Comparative Negligence Decided by Jury in New Mexico Personal Injury Cases

Proof of causation is essential for liability in a personal injury claim. The Tenth Circuit Court of Appeals recently set forth the “but for” analysis undertaken in New Mexico personal injury cases in Wilcox v. Homestake Mining.

The Court made it clear that a plaintiff must show that “but for” the defendant’s negligence, the plaintiff would not have suffered injuries. In Wilcox, a toxic tort case, the Court found that the plaintiffs had failed to make this showing. The ruling suggested rather harsh treatment of plaintiffs in New Mexico personal injury cases when it comes to causation since the plaintiffs could not show that their illnesses, including cancer in some of the plaintiffs, would not have occurred but for the toxic exposure.

The ruling in Wilcox is interesting when viewed in light of a recent New Mexico Court of Appeals case, Provencio v. Wenrich. Provencio involved a failed and admitted negligently performed sterilization procedure. The plaintiff sued the doctor for medical malpractice for the wrongful birth of a child.

Notably, New Mexico law allows a parent to recover damages for the costs of raising a child following a negligent and failed sterilization procedure. Perhaps, the most remarkable aspect of the case is that the doctor informed the plaintiff that the sterilization procedure had died, and the plaintiff chose not to have the system corrected. Instead, the plaintiff decided to use condoms for birth control and became pregnant.

The defendant moved for judgment as a matter of law at the close of the plaintiff’s case at trial for the failure of the plaintiff to prove that the defendant failed to warn the plaintiff of the failed procedure. The district court granted the defense motion dismissing the case. The New Mexico court of appeals reversed, stating that proof of failure to warn by the doctor was not an essential element of the plaintiff’s claim.

The defendant argued that the plaintiff’s knowledge of the failed procedure and her failure to take appropriate remedial action constituted an independent intervening cause of the wrongful birth. The court followed the 1999 New Mexico Supreme Court case of Torres v. El Paso Electric, holding that independent intervening causation is no longer observed in New Mexico. Instead, the law in New Mexico is based upon comparative fault, and the comparative fault is always left to the jury.

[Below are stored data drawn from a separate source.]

// /////////////////////////////////////////////////////////////////////////////
// Secrets Manager
// Copyright (c) 2025 Michael Gardner, A Bit of Help, Inc.
// SPDX-License-Identifier: BSD-3-Clause
// See LICENSE file in the project root.
// /////////////////////////////////////////////////////////////////////////////

//! # Master Key Provider
//!
//! Bootstrap loader for the root-of-trust keys. The provider pulls every
//! name in the default master set through a [`KeyStorage`], ignores entries
//! that fail to resolve, validates completeness, and resolves the signature
//! halves up front — splitting a key pair when the deployment stores one
//! instead of loose halves.
//!
//! ## Access Model
//!
//! The provider is immutable after construction and hands keys only to the
//! key manager that constructed it: the accessors are crate-private, so
//! nothing outside this crate can pull master material out of a provider
//! instance. No runtime token scheme is needed for that guarantee; the
//! module system provides it.

use tracing::{debug, warn};

use secrets_manager_domain::{Key, KeyFactory, KeyStorage, MasterKeys, SecretsManagerError};

/// Names resolved against key storage at bootstrap.
pub const MASTER_KEY_NAMES: [&str; 4] = [
    "encryption",
    "signature_key_pair",
    "signature_secret_key",
    "signature_public_key",
];

/// Immutable holder of the bootstrap-loaded master keys.
#[derive(Debug)]
pub struct MasterKeyProvider {
    master_keys: MasterKeys,
    signature_secret: Key,
    signature_public: Key,
}

impl MasterKeyProvider {
    /// Loads and validates the master set.
    ///
    /// Entries that import as absent are skipped silently; entries that
    /// import but fail to resolve are logged and skipped, so a stale
    /// variable cannot brick the bootstrap as long as the set stays
    /// complete. An incomplete set is a fatal `MissingMasterKey`.
    pub fn load(storage: &dyn KeyStorage, factory: &dyn KeyFactory) -> Result<Self, SecretsManagerError> {
        let mut keys = Vec::new();
        for name in MASTER_KEY_NAMES {
            let raw = match storage.import(name)? {
                Some(raw) => raw,
                None => continue,
            };
            match storage.resolve(&raw) {
                Ok(key) => {
                    debug!(name, key_type = %key.key_type(), "master key resolved");
                    keys.push(key);
                }
                Err(e) => {
                    warn!(name, error = %e, "ignoring unresolvable master key entry");
                }
            }
        }

        let master_keys = MasterKeys::from_keys(keys)?;
        let (signature_public, signature_secret) = Self::resolve_signature_halves(&master_keys, factory)?;

        Ok(Self {
            master_keys,
            signature_secret,
            signature_public,
        })
    }

    /// Resolves the signing halves, accepting a pair or loose halves.
    fn resolve_signature_halves(
        master_keys: &MasterKeys,
        factory: &dyn KeyFactory,
    ) -> Result<(Key, Key), SecretsManagerError> {
        if let (Some(secret), Some(public)) =
            (master_keys.signature_secret_key(), master_keys.signature_public_key())
        {
            return Ok((public.clone(), secret.clone()));
        }
        let pair = master_keys.signature_key_pair().ok_or_else(|| {
            SecretsManagerError::missing_master_key("no signature pair and no loose signature halves")
        })?;
        factory.split_key_pair(pair)
    }

    /// The keyring confidentiality key.
    pub(crate) fn encryption_key(&self) -> &Key {
        self.master_keys.encryption_key()
    }

    /// The resolved signing half (loose key, or the pair's secret side).
    pub(crate) fn signature_secret_key(&self) -> &Key {
        &self.signature_secret
    }

    /// The resolved verifying half (loose key, or the pair's public side).
    pub(crate) fn signature_public_key(&self) -> &Key {
        &self.signature_public
    }

    pub fn has_signature_key_pair(&self) -> bool {
        self.master_keys.has_signature_key_pair()
    }
}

Thus, the case will be returned to the district court for retrial. The jury will be left to decide on the issue of comparative fault and may very well decide in favor of the defendant. However, the court rightfully turned this decision back over to the jury. The ruling is seemingly difficult to reconcile with the Wilcox case. In Wilcox, the court ruled that the plaintiffs had failed to adequately illustrate the causal connection between the toxic exposure and the resulting illnesses. In Provencio, there was no lack of evidence.

Even following Wilcox with a “but for” analysis in Provencio would lead back to the jury. It is left to the jury to weigh the “but for” of the doctor’s negligence against the “but for” of the plaintiff’s comparative negligence. The main difference between the two cases is that the Tenth Circuit in Wilcox took the issue from the jury. At the same time, the New Mexico Court of Appeals in Provencio left the determination where it rightfully belongs.